• _What is required_
Make a word-for-word copy of the entries below from their first line through the line with "use wep_sparql::BuildError;", and add nothing.

== Segment start ==

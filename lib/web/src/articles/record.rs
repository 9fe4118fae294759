//! Re-derives articles from query solutions.

use crate::error::WepServerError;
use crate::AppState;
use anyhow::anyhow;
use wep_model::{timestamp, Article, ArticleSummary, ContentType, Language};
use wep_sparql::BuildError;
use wep_store::{ResultsFormat, Solution};

/// Runs a `SELECT` and returns its solutions.
pub async fn select(state: &AppState, query: &str) -> Result<Vec<Solution>, WepServerError> {
    let document = state.store.query(query, ResultsFormat::Json).await?;
    Ok(document.solutions()?)
}

/// Ids that do not form a valid IRI cannot name a stored article.
pub fn unknown_if_invalid(error: BuildError) -> WepServerError {
    match error {
        BuildError::InvalidIri { .. } => WepServerError::article_not_found(),
        error @ BuildError::InvalidDateTime(_) => error.into(),
    }
}

/// Loads an article, or `None` when the store has no record of it.
pub async fn fetch_article(state: &AppState, id: &str) -> Result<Option<Article>, WepServerError> {
    let query = match wep_sparql::article_by_id(&state.uris, id) {
        Ok(query) => query,
        Err(BuildError::InvalidIri { .. }) => return Ok(None),
        Err(error) => return Err(error.into()),
    };
    select(state, &query)
        .await?
        .first()
        .map(|solution| article_from_solution(id, solution))
        .transpose()
}

/// Like [`fetch_article`], failing with 404 when the article does not exist.
pub async fn require_article(state: &AppState, id: &str) -> Result<Article, WepServerError> {
    fetch_article(state, id)
        .await?
        .ok_or_else(WepServerError::article_not_found)
}

fn article_from_solution(id: &str, solution: &Solution) -> Result<Article, WepServerError> {
    let text = |variable: &str| solution.get_str(variable).map(str::to_owned);
    let required = |variable: &str| {
        text(variable)
            .ok_or_else(|| WepServerError::Internal(anyhow!("Article {id} has no {variable}")))
    };

    let language = required("language")?;
    let language = language.parse::<Language>().map_err(|e| {
        WepServerError::Internal(anyhow!("Article {id} is stored with an invalid language: {e}"))
    })?;
    let content_type = solution
        .get_str("contentType")
        .and_then(|code| code.parse::<ContentType>().ok())
        .unwrap_or_default();
    let created_at = solution
        .get_str("date")
        .and_then(|date| timestamp::parse(date).ok());
    let updated_at = solution
        .get_str("modified")
        .and_then(|date| timestamp::parse(date).ok())
        .filter(|modified| Some(*modified) != created_at);

    Ok(Article {
        id: id.to_owned(),
        title: required("title")?,
        content: required("content")?,
        author: required("author")?,
        language,
        content_type,
        description: text("description"),
        word_count: solution.get_u64("wordCount"),
        created_at,
        updated_at,
        url: text("url"),
        license: text("license"),
        source: text("source"),
    })
}

pub fn summary_from_solution(solution: &Solution) -> ArticleSummary {
    let text = |variable: &str| solution.get_str(variable).unwrap_or_default().to_owned();
    ArticleSummary {
        id: text("id"),
        title: text("title"),
        author: text("author"),
        date: text("date"),
        language: text("language"),
        description: text("description"),
    }
}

== Segment end ==

• _Completed exercise_
filename lib/web/src/articles/record.rs
repository 9fe4118fae294759
//! Re-derives articles from query solutions.

use crate::error::WepServerError;
use crate::AppState;
use anyhow::anyhow;
use wep_model::{timestamp, Article, ArticleSummary, ContentType, Language};
use wep_sparql::BuildError;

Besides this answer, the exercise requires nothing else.